Vor Jahren gab es einen Vorfall, der Livs Leben für immer verändert hat, ein Vorfall, den sie lange nicht beim Namen nenne kann: Vergewaltigung. Sie gibt sich dem Glauben hin, die Vergangenheit hinter sich gelassen zu haben, lebt ihr Leben, sie ist glücklich mit ihren Kindern und ihrem Mann Terje. Doch immer wieder schleichen sich die Folgen in ihren Alltag ein, alltägliche Situationen machen ihr Angst und drohen sie zurück zu werfen in ein kleines Zimmer, das sie lieber verschlossen hielte. Liv ist Pflegerin und als eine neue Patientin eingeliefert wird, deren Bruder der Vergewaltigung beschuldigt war, kommt die Vergangenheit noch viel stärker zurück und Livs Leben droht auseinander zu fallen.

Mit "Macht" schildert Heidi Furre die Folgen einer Vergewaltigung ohne etwas zu beschönigen oder zu verschleiern. Die Auswirkungen auf Livs leben sind spürbar, erlebbar und doch wirkt durch Furres Schreibstil alles auch irgendwie distanziert. Liv steht mehr für ihre Geschichte, denn als eigenständige Person, sie ist eine von 10 Frauen, eine von 10 die einen Vorfall durchlebt haben, doch sie selbst ist wenig greifbar.

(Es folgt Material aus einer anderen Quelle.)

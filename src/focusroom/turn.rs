//! One generation turn for one persona.
//!
//! The engine assembles the message list, calls the backend (streamed or not),
//! separates private reasoning from the visible reply, and persists the
//! exchange. Persistence happens exactly once per call and only after the
//! backend succeeds; a failed call leaves both history copies untouched.

use std::error::Error;
use std::sync::Arc;

use futures_util::StreamExt;
use log::debug;

use crate::focusroom::client_wrapper::{ClientWrapper, Message, Role};
use crate::focusroom::history::HistoryStore;
use crate::focusroom::prompt::{self, TurnPromptInputs, THINK_CLOSE, THINK_OPEN};
use crate::focusroom::room::PersonaContext;

/// Result of a completed turn.
#[derive(Debug, Clone, PartialEq, Eq)]
pub struct TurnOutcome {
    /// Private reasoning, empty if the reply carried no thinking block.
    pub thoughts: String,
    /// The visible reply, persisted to history.
    pub reply: String,
}

/// Split a reply into (thoughts, visible) on the first matching marker pair.
/// Without a complete pair, everything is visible.
pub fn extract_thinking(text: &str) -> (String, String) {
    if let Some(open) = text.find(THINK_OPEN) {
        let body_start = open + THINK_OPEN.len();
        if let Some(close_rel) = text[body_start..].find(THINK_CLOSE) {
            let close = body_start + close_rel;
            let thoughts = text[body_start..close].trim().to_string();
            let mut visible = String::new();
            visible.push_str(&text[..open]);
            visible.push_str(&text[close + THINK_CLOSE.len()..]);
            return (thoughts, visible.trim().to_string());
        }
    }
    (String::new(), text.trim().to_string())
}

#[derive(Debug, PartialEq, Eq)]
enum FilterState {
    /// Holding tokens back until the thinking block resolves.
    Buffering,
    /// Thinking block closed (or ruled out); tokens pass straight through.
    Closed,
}

/// Streaming gate that keeps the thinking block out of the visible stream.
///
/// Tokens are buffered until either the first closing marker arrives (the
/// remainder after it is released) or the buffered head proves it is not a
/// thinking block at all (everything is released). Stream end releases any
/// leftover buffer via [`ThinkFilter::finish`].
pub struct ThinkFilter {
    state: FilterState,
    buf: String,
}

impl ThinkFilter {
    pub fn new() -> Self {
        ThinkFilter {
            state: FilterState::Buffering,
            buf: String::new(),
        }
    }

    /// Feed one chunk; returns the text now safe to show.
    pub fn push(&mut self, chunk: &str) -> String {
        match self.state {
            FilterState::Closed => chunk.to_string(),
            FilterState::Buffering => {
                self.buf.push_str(chunk);
                if let Some(pos) = self.buf.find(THINK_CLOSE) {
                    let visible = self.buf[pos + THINK_CLOSE.len()..].to_string();
                    self.state = FilterState::Closed;
                    self.buf.clear();
                    return visible;
                }
                // A reply that does not open with the marker has no thinking
                // block; stop withholding as soon as that is provable.
                let head = self.buf.trim_start();
                let still_possible = THINK_OPEN.starts_with(head) || head.starts_with(THINK_OPEN);
                if !still_possible {
                    self.state = FilterState::Closed;
                    return std::mem::take(&mut self.buf);
                }
                String::new()
            }
        }
    }

    /// Release whatever is still buffered at end of stream.
    pub fn finish(&mut self) -> String {
        self.state = FilterState::Closed;
        std::mem::take(&mut self.buf)
    }
}

impl Default for ThinkFilter {
    fn default() -> Self {
        ThinkFilter::new()
    }
}

/// Drives turns against a backend and a history store.
pub struct TurnEngine {
    client: Arc<dyn ClientWrapper>,
    history_store: Arc<dyn HistoryStore>,
    chat_temperature: f32,
    observe_temperature: f32,
}

impl TurnEngine {
    pub fn new(
        client: Arc<dyn ClientWrapper>,
        history_store: Arc<dyn HistoryStore>,
        chat_temperature: f32,
        observe_temperature: f32,
    ) -> Self {
        TurnEngine {
            client,
            history_store,
            chat_temperature,
            observe_temperature,
        }
    }

    pub fn history_store(&self) -> Arc<dyn HistoryStore> {
        Arc::clone(&self.history_store)
    }

    /// Run one turn for `ctx` responding to `input`.
    ///
    /// With a callback the backend is streamed and visible tokens are
    /// forwarded as they arrive; without one a single blocking call is made.
    /// On success the (input, visible reply) pair is appended both to the
    /// store and to `ctx.history`.
    #[allow(clippy::too_many_arguments)]
    pub async fn take_turn(
        &self,
        ctx: &mut PersonaContext,
        input: &str,
        is_observe: bool,
        roster: &[String],
        topic_briefing: &str,
        image_briefing: &str,
        mut on_token: Option<&mut (dyn FnMut(&str) + Send)>,
    ) -> Result<TurnOutcome, Box<dyn Error>> {
        let turn_prompt = prompt::build_turn_prompt(&TurnPromptInputs {
            topic_briefing,
            image_briefing,
            roster,
            speaker_name: &ctx.name,
            rounds_exchanged: ctx.rounds_exchanged,
        });

        let mut messages = Vec::with_capacity(ctx.history.len() + 3);
        messages.push(Message {
            role: Role::System,
            content: ctx.system_prompt.clone(),
        });
        if !turn_prompt.is_empty() {
            messages.push(Message {
                role: Role::System,
                content: turn_prompt,
            });
        }
        for turn in &ctx.history {
            messages.push(Message {
                role: if turn.is_moderator() {
                    Role::Moderator
                } else {
                    Role::Participant
                },
                content: turn.content.clone(),
            });
        }
        messages.push(Message {
            role: Role::Moderator,
            content: input.to_string(),
        });

        let temperature = if is_observe {
            self.observe_temperature
        } else {
            self.chat_temperature
        };
        debug!(
            "turn: persona={} messages={} temp={}",
            ctx.name,
            messages.len(),
            temperature
        );

        let raw = match &mut on_token {
            Some(sink) => {
                let mut stream = self
                    .client
                    .send_message_stream(&messages, temperature)
                    .await?;
                let mut filter = ThinkFilter::new();
                let mut full = String::new();
                while let Some(chunk) = stream.next().await {
                    let chunk = chunk.map_err(|e| -> Box<dyn Error> { e })?;
                    full.push_str(&chunk.content);
                    let visible = filter.push(&chunk.content);
                    if !visible.is_empty() {
                        sink(&visible);
                    }
                }
                let tail = filter.finish();
                if !tail.is_empty() {
                    sink(&tail);
                }
                full
            }
            None => {
                self.client
                    .send_message(&messages, temperature)
                    .await?
                    .content
            }
        };

        let (thoughts, reply) = extract_thinking(&raw);

        self.history_store
            .append(&ctx.history_key, input, &reply)
            .await?;
        ctx.history.push(crate::focusroom::history::HistoryTurn::moderator(input));
        ctx.history
            .push(crate::focusroom::history::HistoryTurn::participant(&reply));
        ctx.rounds_exchanged += 1;

        Ok(TurnOutcome { thoughts, reply })
    }
}

#[cfg(test)]
mod tests {
    use super::*;

    #[test]
    fn extraction_splits_on_the_first_pair() {
        let (thoughts, visible) =
            extract_thinking("<think>\nhmm, pricing\n</think>\nI'd wait for a sale.");
        assert_eq!(thoughts, "hmm, pricing");
        assert_eq!(visible, "I'd wait for a sale.");
    }

    #[test]
    fn extraction_without_markers_is_all_visible() {
        let (thoughts, visible) = extract_thinking("  plain reply  ");
        assert_eq!(thoughts, "");
        assert_eq!(visible, "plain reply");
    }

    #[test]
    fn extraction_tolerates_empty_interior() {
        let (thoughts, visible) = extract_thinking("<think></think>Sure.");
        assert_eq!(thoughts, "");
        assert_eq!(visible, "Sure.");
    }

    #[test]
    fn unclosed_marker_stays_visible() {
        let (thoughts, visible) = extract_thinking("<think>never closed");
        assert_eq!(thoughts, "");
        assert_eq!(visible, "<think>never closed");
    }

    #[test]
    fn filter_withholds_the_thinking_block() {
        let mut filter = ThinkFilter::new();
        let mut seen = String::new();
        for chunk in ["<th", "ink>secret ", "plan</th", "ink>he", "llo"] {
            seen.push_str(&filter.push(chunk));
        }
        seen.push_str(&filter.finish());
        assert_eq!(seen, "hello");
    }

    #[test]
    fn filter_passes_plain_replies_immediately() {
        let mut filter = ThinkFilter::new();
        assert_eq!(filter.push("Hi there"), "Hi there");
        assert_eq!(filter.push(", all good."), ", all good.");
    }

    #[test]
    fn filter_flushes_unclosed_buffer_at_end() {
        let mut filter = ThinkFilter::new();
        assert_eq!(filter.push("<think>trailing"), "");
        assert_eq!(filter.finish(), "<think>trailing");
    }
}
//! End-of-session artifacts: the Markdown summary file and the terminal
//! exit brief.
//!
//! Both generations are auxiliary: a failed backend call degrades to a
//! placeholder (summary) or an empty string (brief) and never blocks exit.

use std::error::Error;
use std::fs;
use std::path::{Path, PathBuf};
use std::sync::Arc;

use chrono::Local;
use log::{info, warn};

use crate::focusroom::client_wrapper::{ClientWrapper, Message, Role};
use crate::focusroom::room::{TranscriptEntry, TranscriptKind};

fn plain_transcript(log: &[TranscriptEntry], include_system: bool) -> String {
    let mut lines = Vec::with_capacity(log.len());
    for entry in log {
        match entry.kind {
            TranscriptKind::Moderator => lines.push(format!("[Moderator]: {}", entry.content)),
            TranscriptKind::Participant => {
                lines.push(format!("[{}]: {}", entry.participant_name, entry.content))
            }
            TranscriptKind::System => {
                if include_system {
                    lines.push(format!("[System]: {}", entry.content));
                }
            }
        }
    }
    lines.join("\n")
}

fn participants_line(persona_names: &[String], fallback: &str) -> String {
    if persona_names.is_empty() {
        fallback.to_string()
    } else {
        persona_names.join(", ")
    }
}

/// Ask the backend for a 3-5 paragraph executive summary. A backend failure
/// returns a placeholder pointing at the raw log below it.
pub async fn generate_summary(
    client: &Arc<dyn ClientWrapper>,
    log: &[TranscriptEntry],
    persona_names: &[String],
    topic: &str,
    temperature: f32,
) -> String {
    if log.is_empty() {
        return "No conversation to summarize.".to_string();
    }

    let prompt = format!(
        "You are a focus group analyst. Below is a transcript of a focus group session about {topic}.\n\n\
         Participants: {participants}\n\n\
         Transcript:\n{transcript}\n\n\
         Write a concise executive summary (3-5 paragraphs) covering:\n\
         1. Key themes and opinions expressed\n\
         2. Points of agreement and disagreement between participants\n\
         3. Notable insights about {topic}\n\
         4. Overall sentiment\n\n\
         Be analytical and objective. Do not add any preamble. Start directly with the summary.\n",
        topic = topic,
        participants = participants_line(persona_names, "Unknown participants"),
        transcript = plain_transcript(log, true),
    );

    let messages = [Message {
        role: Role::Moderator,
        content: prompt,
    }];
    match client.send_message(&messages, temperature).await {
        Ok(reply) => reply.content.trim().to_string(),
        Err(e) => {
            warn!("summary generation failed: {}", e);
            format!(
                "[Summary generation failed: {}]\n\nRaw transcript available in chat log below.",
                e
            )
        }
    }
}

/// Assemble the full Markdown document: executive summary first, then the
/// complete chat log with private thoughts rendered as blockquotes.
pub fn build_markdown(summary: &str, log: &[TranscriptEntry]) -> String {
    let now = Local::now().format("%Y-%m-%d %H:%M:%S");
    let mut lines: Vec<String> = vec![
        "# Focus Group Session Summary".to_string(),
        format!("*Generated: {}*", now),
        String::new(),
        "---".to_string(),
        String::new(),
        "## Executive Summary".to_string(),
        String::new(),
        summary.to_string(),
        String::new(),
        "---".to_string(),
        String::new(),
        "## Full Chat Log".to_string(),
        String::new(),
    ];

    for entry in log {
        let ts = entry.timestamp.with_timezone(&chrono::Local).format("%H:%M:%S");
        match entry.kind {
            TranscriptKind::System => {
                lines.push(format!("*[{}] ⚙ {}*", ts, entry.content));
                lines.push(String::new());
            }
            TranscriptKind::Moderator => {
                lines.push(format!("**[{}] Moderator:** {}", ts, entry.content));
                lines.push(String::new());
            }
            TranscriptKind::Participant => {
                lines.push(format!("**[{}] {}:**", ts, entry.participant_name));
                if !entry.thoughts.is_empty() {
                    lines.push(String::new());
                    lines.push(format!("> *💭 Thinking: {}*", entry.thoughts));
                }
                lines.push(String::new());
                lines.push(entry.content.clone());
                lines.push(String::new());
            }
        }
    }

    lines.join("\n")
}

/// Five terminal-friendly bullet insights printed on exit. Empty when the
/// session has fewer than two participant entries or the backend fails.
pub async fn generate_exit_brief(
    client: &Arc<dyn ClientWrapper>,
    log: &[TranscriptEntry],
    persona_names: &[String],
    temperature: f32,
) -> String {
    let participant_entries = log
        .iter()
        .filter(|e| e.kind == TranscriptKind::Participant)
        .count();
    if participant_entries < 2 {
        return String::new();
    }

    let prompt = format!(
        "You are a focus group analyst. The session below just ended.\n\n\
         Participants: {participants}\n\n\
         Transcript:\n{transcript}\n\n\
         Write exactly 5 bullet-point insights. Plain text, no markdown, no headers.\n\
         Each bullet starts with •, is a single sentence, and is under 20 words.\n\
         Cover: dominant sentiment, a consensus point, a key tension, one surprising insight, \
         one actionable takeaway.\n\
         Be specific to what was actually said. No generalities.\n\
         Do not add any preamble. Output only the 5 bullets.",
        participants = participants_line(persona_names, "participants"),
        transcript = plain_transcript(log, false),
    );

    let messages = [Message {
        role: Role::Moderator,
        content: prompt,
    }];
    match client.send_message(&messages, temperature).await {
        Ok(reply) => reply.content.trim().to_string(),
        Err(e) => {
            warn!("exit brief generation failed: {}", e);
            String::new()
        }
    }
}

/// Generate the summary, build the Markdown, and write it to `dir` as
/// `chat_YYYYMMDD_HHMMSS.md`. Returns the written path.
pub async fn save_chat_summary(
    client: &Arc<dyn ClientWrapper>,
    log: &[TranscriptEntry],
    persona_names: &[String],
    topic: &str,
    temperature: f32,
    dir: &Path,
) -> Result<PathBuf, Box<dyn Error>> {
    fs::create_dir_all(dir)?;
    let filename = format!("chat_{}.md", Local::now().format("%Y%m%d_%H%M%S"));
    let path = dir.join(filename);

    let summary = generate_summary(client, log, persona_names, topic, temperature).await;
    let content = build_markdown(&summary, log);
    fs::write(&path, content)?;
    info!("session summary written to {}", path.display());
    Ok(path)
}

#[cfg(test)]
mod tests {
    use super::*;

    fn sample_log() -> Vec<TranscriptEntry> {
        vec![
            TranscriptEntry::system("Lena joined the room"),
            TranscriptEntry::moderator("What do you think of the price?"),
            TranscriptEntry::participant("1", "Lena", "it feels steep", "Too expensive for me."),
            TranscriptEntry::participant("2", "Marcus", "", "I'd pay it for the exclusives."),
        ]
    }

    #[test]
    fn markdown_puts_summary_before_the_log() {
        let md = build_markdown("Everyone argued about price.", &sample_log());
        let summary_at = md.find("## Executive Summary").unwrap();
        let log_at = md.find("## Full Chat Log").unwrap();
        assert!(md.starts_with("# Focus Group Session Summary"));
        assert!(summary_at < log_at);
        assert!(md.contains("**[")); // timestamped speaker lines
        assert!(md.contains("⚙ Lena joined the room"));
    }

    #[test]
    fn thoughts_render_as_blockquotes_only_when_present() {
        let md = build_markdown("s", &sample_log());
        assert!(md.contains("> *💭 Thinking: it feels steep*"));
        // Marcus had no thoughts; exactly one thinking line in the log.
        assert_eq!(md.matches("💭").count(), 1);
    }

    #[test]
    fn transcript_flattening_labels_speakers() {
        let text = plain_transcript(&sample_log(), true);
        assert!(text.contains("[Moderator]: What do you think of the price?"));
        assert!(text.contains("[Lena]: Too expensive for me."));
        assert!(text.contains("[System]: Lena joined the room"));
        let without_system = plain_transcript(&sample_log(), false);
        assert!(!without_system.contains("[System]"));
    }
}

Dadurch weckt Furre einerseits die Aufmerksamkeit, sie lenkt den Blick auf die anderen, auf alle Betroffenen, nicht nur auf einen Einzelfall. Überall könnte eine von diesen 10 Frauen stehen, vielleicht lebt sie direkt neben uns?

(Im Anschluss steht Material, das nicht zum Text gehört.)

//! Command routing for moderator input.
//!
//! Classification is a pure function of the raw line plus the current alias
//! table (`@name` → participant key). The alias table changes every time a
//! participant joins or leaves, so callers rebuild it before each parse
//! instead of holding onto an old one.

use std::collections::HashMap;

/// One classified moderator input line.
#[derive(Debug, Clone, PartialEq, Eq)]
pub enum Command {
    /// `!exit` / `!quit`: end the session (summary written downstream).
    Exit,
    /// `!reset` / `!clear`: wipe per-persona conversation history. The shared
    /// transcript is kept so the session summary still covers the whole run.
    Reset,
    /// `!help` / `!commands` / `!?`.
    Help,
    /// `!observe ["seed topic"] [rounds]`.
    Observe {
        seed: Option<String>,
        rounds: Option<usize>,
    },
    /// `!focus @name`, resolved to a participant key.
    Focus { key: String },
    /// Bare `!focus`.
    Unfocus,
    /// `!add @name`, resolved to a participant key.
    Add { key: String },
    /// `!kick @name`, resolved to a participant key.
    Kick { key: String },
    /// `!topic <text>`.
    TopicSet { text: String },
    /// Bare `!topic`.
    TopicClear,
    /// `!image <path-or-url>`.
    ImageLoad { source: String },
    /// `!image clear`.
    ImageClear,
    /// `!images`.
    ImageList,
    UnknownAdd { name: String },
    UnknownKick { name: String },
    UnknownFocus { name: String },
    /// Input close to a known command; payload is the suggested form.
    DidYouMean { suggestion: String },
    /// Recognized verb, unusable arguments; payload is shown verbatim.
    UsageHint { text: String },
    /// Plain utterance addressed to the room.
    None,
}

/// Classify one raw input line. Total: every string maps to a variant.
pub fn parse(raw: &str, mention_map: &HashMap<String, String>) -> Command {
    let line = raw.trim();
    let lower = line.to_lowercase();

    if lower == "exit" || lower == "quit" {
        return Command::DidYouMean {
            suggestion: "!exit".to_string(),
        };
    }
    if !line.starts_with('!') {
        return Command::None;
    }

    let (verb, rest) = match line.split_once(char::is_whitespace) {
        Some((v, r)) => (v.to_lowercase(), r.trim()),
        None => (lower.clone(), ""),
    };

    match verb.as_str() {
        "!exit" | "!quit" => Command::Exit,
        "!reset" | "!clear" => Command::Reset,
        "!help" | "!commands" | "!?" => Command::Help,
        "!observe" => parse_observe(rest),
        "!focus" => {
            if rest.is_empty() {
                Command::Unfocus
            } else {
                match resolve_mention(rest, mention_map) {
                    Resolved::Key(key) => Command::Focus { key },
                    Resolved::Unknown(name) => Command::UnknownFocus { name },
                    Resolved::NoAt(_) | Resolved::Empty => Command::UsageHint {
                        text: "Usage: !focus @name (or !focus to clear)".to_string(),
                    },
                }
            }
        }
        "!topic" => {
            if rest.is_empty() {
                Command::TopicClear
            } else {
                Command::TopicSet {
                    text: rest.to_string(),
                }
            }
        }
        "!add" => match resolve_mention(rest, mention_map) {
            Resolved::Key(key) => Command::Add { key },
            Resolved::Unknown(name) => Command::UnknownAdd { name },
            Resolved::NoAt(name) => Command::DidYouMean {
                suggestion: format!("!add @{}", name),
            },
            Resolved::Empty => Command::UsageHint {
                text: "Usage: !add @name".to_string(),
            },
        },
        "!kick" => match resolve_mention(rest, mention_map) {
            Resolved::Key(key) => Command::Kick { key },
            Resolved::Unknown(name) => Command::UnknownKick { name },
            Resolved::NoAt(name) => Command::DidYouMean {
                suggestion: format!("!kick @{}", name),
            },
            Resolved::Empty => Command::UsageHint {
                text: "Usage: !kick @name".to_string(),
            },
        },
        "!image" => {
            if rest.is_empty() {
                Command::UsageHint {
                    text: "Usage: !image <path-or-url> (or !image clear)".to_string(),
                }
            } else if rest.eq_ignore_ascii_case("clear") {
                Command::ImageClear
            } else {
                Command::ImageLoad {
                    source: strip_quotes(rest).to_string(),
                }
            }
        }
        "!images" => Command::ImageList,
        _ => Command::None,
    }
}

/// `!observe` arguments: an optional first double-quoted substring as the seed
/// topic and an optional trailing integer round count (at least 1). Anything
/// unusable in either slot is simply ignored.
fn parse_observe(rest: &str) -> Command {
    let mut seed = None;
    let mut remainder = rest;
    if let Some(open) = rest.find('"') {
        if let Some(close_rel) = rest[open + 1..].find('"') {
            let close = open + 1 + close_rel;
            let quoted = rest[open + 1..close].trim();
            if !quoted.is_empty() {
                seed = Some(quoted.to_string());
            }
            remainder = &rest[close + 1..];
        }
    }
    let rounds = remainder
        .split_whitespace()
        .last()
        .and_then(|tok| tok.parse::<usize>().ok())
        .filter(|&n| n >= 1);
    Command::Observe { seed, rounds }
}

enum Resolved {
    Key(String),
    Unknown(String),
    NoAt(String),
    Empty,
}

fn resolve_mention(arg: &str, mention_map: &HashMap<String, String>) -> Resolved {
    let name = arg.split_whitespace().next().unwrap_or("");
    if name.is_empty() {
        return Resolved::Empty;
    }
    if !name.starts_with('@') {
        return Resolved::NoAt(name.trim_start_matches('@').to_string());
    }
    let wanted = name.to_lowercase();
    for (mention, key) in mention_map {
        if mention.to_lowercase() == wanted {
            return Resolved::Key(key.clone());
        }
    }
    Resolved::Unknown(name.trim_start_matches('@').to_string())
}

/// Strip one layer of matching surrounding quotes, if present.
fn strip_quotes(s: &str) -> &str {
    let b = s.as_bytes();
    if b.len() >= 2 && (b[0] == b'"' || b[0] == b'\'') && b[b.len() - 1] == b[0] {
        &s[1..s.len() - 1]
    } else {
        s
    }
}

#[cfg(test)]
mod tests {
    use super::*;

    fn aliases(pairs: &[(&str, &str)]) -> HashMap<String, String> {
        pairs
            .iter()
            .map(|(m, k)| (m.to_string(), k.to_string()))
            .collect()
    }

    #[test]
    fn plain_text_is_an_utterance() {
        assert_eq!(parse("hello", &HashMap::new()), Command::None);
        assert_eq!(parse("!unknownverb stuff", &HashMap::new()), Command::None);
    }

    #[test]
    fn bare_exit_gets_a_suggestion() {
        assert_eq!(
            parse("exit", &HashMap::new()),
            Command::DidYouMean {
                suggestion: "!exit".to_string()
            }
        );
        assert_eq!(parse("!exit", &HashMap::new()), Command::Exit);
        assert_eq!(parse("!QUIT", &HashMap::new()), Command::Exit);
    }

    #[test]
    fn observe_parses_seed_and_rounds() {
        assert_eq!(
            parse("!observe \"best console ever\" 5", &HashMap::new()),
            Command::Observe {
                seed: Some("best console ever".to_string()),
                rounds: Some(5),
            }
        );
        assert_eq!(
            parse("!observe", &HashMap::new()),
            Command::Observe {
                seed: None,
                rounds: None
            }
        );
        assert_eq!(
            parse("!observe 0", &HashMap::new()),
            Command::Observe {
                seed: None,
                rounds: None
            }
        );
    }

    #[test]
    fn focus_resolves_case_insensitively() {
        let map = aliases(&[("@lena", "1")]);
        assert_eq!(
            parse("!focus @Lena", &map),
            Command::Focus {
                key: "1".to_string()
            }
        );
        assert_eq!(
            parse("!focus @lena", &HashMap::new()),
            Command::UnknownFocus {
                name: "lena".to_string()
            }
        );
        assert_eq!(parse("!focus", &map), Command::Unfocus);
    }

    #[test]
    fn add_without_at_suggests_the_mention_form() {
        let map = aliases(&[("@marcus", "2")]);
        assert_eq!(
            parse("!add marcus", &map),
            Command::DidYouMean {
                suggestion: "!add @marcus".to_string()
            }
        );
        assert!(matches!(parse("!add", &map), Command::UsageHint { .. }));
        assert!(matches!(parse("!kick", &map), Command::UsageHint { .. }));
    }

    #[test]
    fn image_strips_one_quote_layer() {
        assert_eq!(
            parse("!image \"/tmp/ad banner.png\"", &HashMap::new()),
            Command::ImageLoad {
                source: "/tmp/ad banner.png".to_string()
            }
        );
        assert_eq!(parse("!image clear", &HashMap::new()), Command::ImageClear);
        assert_eq!(parse("!images", &HashMap::new()), Command::ImageList);
        assert!(matches!(
            parse("!image", &HashMap::new()),
            Command::UsageHint { .. }
        ));
    }

    #[test]
    fn topic_bare_clears_and_text_sets() {
        assert_eq!(parse("!topic", &HashMap::new()), Command::TopicClear);
        assert_eq!(
            parse("!topic about espresso machines ", &HashMap::new()),
            Command::TopicSet {
                text: "about espresso machines".to_string()
            }
        );
    }
}
//! # FocusRoom
//!
//! FocusRoom is a Rust engine for simulated focus-group conversations: a room of
//! LLM-driven personas that hold character and accumulate memory across turns while
//! a human moderator steers the discussion.
//!
//! The crate provides carefully layered abstractions for:
//!
//! * **Room orchestration**: [`RoomState`]: an immutable-update state machine that
//!   owns the active roster, the optional focus target, the current topic briefing,
//!   loaded images, and the append-only transcript
//! * **Moderator commands**: [`command`]: a total parser mapping every raw input
//!   line to exactly one [`Command`] variant (add/kick/focus/observe/topic/image/…)
//!   resolved through a dynamic mention table
//! * **Prompt assembly**: [`prompt`]: layered per-turn instruction text combining a
//!   persona's identity, behavioral anchors, disposition, live topic and image
//!   briefings, roster constraints, and thinking/format directives
//! * **Turn taking**: [`TurnEngine`]: drives one generation per participant,
//!   separates private `<think>` reasoning from the visible reply, streams visible
//!   tokens as they arrive, and persists each exchange to the [`HistoryStore`]
//! * **Unattended discussion**: [`observe`]: bounded persona-to-persona rounds
//!   ending in a synthesis pass, interruptible at any point
//! * **Provider flexibility**: the [`ClientWrapper`] trait with an Ollama-backed
//!   implementation in [`clients`]; any chat-completion backend can slot in
//!
//! ## Quickstart
//!
//! ```rust,no_run
//! use std::sync::Arc;
//! use focusroom::{
//!     ClientWrapper, FileHistoryStore, HistoryStore, OllamaClient, RoomConfig, RoomState,
//!     TurnEngine,
//! };
//!
//! # async fn example() -> Result<(), Box<dyn std::error::Error>> {
//! let config = RoomConfig::from_env();
//! let client: Arc<dyn ClientWrapper> =
//!     Arc::new(OllamaClient::new(&config.base_url, &config.model));
//! let store: Arc<dyn HistoryStore> =
//!     Arc::new(FileHistoryStore::new(&config.history_dir, config.history_ttl_secs)?);
//! let engine = TurnEngine::new(client, store, config.chat_temperature, config.observe_temperature);
//!
//! let state = RoomState::new().set_topic("PlayStation 5", "");
//! // load personas, parse moderator input, take turns...
//! # Ok(())
//! # }
//! ```
//!
//! Continue exploring the modules re-exported from the crate root for progressively
//! richer interaction patterns.

use std::sync::Once;

static INIT_LOGGER: Once = Once::new();

/// Initialise the global [`env_logger`] subscriber exactly once.
///
/// The helper is intentionally lightweight so that applications embedding FocusRoom
/// can opt-in to simple `RUST_LOG` driven diagnostics without having to choose a
/// specific logging backend upfront.
///
/// ```rust
/// focusroom::init_logger();
/// log::info!("Logger is ready");
/// ```
pub fn init_logger() {
    INIT_LOGGER.call_once(|| {
        env_logger::init();
    });
}

// Import the top-level `focusroom` module.
pub mod focusroom;

// Re-exporting key items for easier external access.
pub use crate::focusroom::client_wrapper;
pub use crate::focusroom::client_wrapper::{ClientWrapper, Message, MessageChunk, Role};
pub use crate::focusroom::clients;
pub use crate::focusroom::clients::ollama::OllamaClient;
pub use crate::focusroom::command;
pub use crate::focusroom::command::Command;
pub use crate::focusroom::config::RoomConfig;
pub use crate::focusroom::directory;
pub use crate::focusroom::directory::{
    DirectoryError, FileDirectory, PersonaDirectory, PersonaRecord,
};
pub use crate::focusroom::history;
pub use crate::focusroom::history::{
    FileHistoryStore, HistoryRole, HistoryStore, HistoryTurn, MemoryHistoryStore,
};
pub use crate::focusroom::image_analysis;
pub use crate::focusroom::image_analysis::{AnalysisResult, ImageError, ImageService, LoadedImage};
pub use crate::focusroom::observe;
pub use crate::focusroom::observe::{run_observe, ObserveOptions, ObserveOutcome};
pub use crate::focusroom::prompt;
pub use crate::focusroom::registry;
pub use crate::focusroom::registry::{PersonaRegistry, RegistryEntry};
pub use crate::focusroom::room;
pub use crate::focusroom::room::{
    ImageRef, PersonaContext, RoomError, RoomMode, RoomState, TranscriptEntry, TranscriptKind,
};
pub use crate::focusroom::summary;
pub use crate::focusroom::topic;
pub use crate::focusroom::turn;
pub use crate::focusroom::turn::{extract_thinking, ThinkFilter, TurnEngine, TurnOutcome};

"Macht" ist ein wichtiges Buch, denn noch immer werden Vergewaltigungen zu oft unter dem Deckmantel des Schweigens begraben, die Scham ist zu groß, die Macht des Gegenübers zu niederschmetternd. In "Macht" geht es nicht um die Tat als solche, sondern um die Auswirkungen auf ein Leben, um die Macht, die sich alle Oper wieder zurückerobern müssen, um den Mut, die Vergewaltigung zu überleben, um den Weg, nicht mehr nur das Opfer zu sein, sondern ein(e) Überlebende(r).

Sprachlich und stilistisch hat mich Heidi Furre mit diesem Buch nicht ganz überzeugt, das Ende wirkt etwas abrupt, die Interpretation bleibt offen, doch ich sehe "Macht" als ein Buch, das für das Thema Vergewaltigung sensibilisiert und den Blick auf das Leben danach lenkt.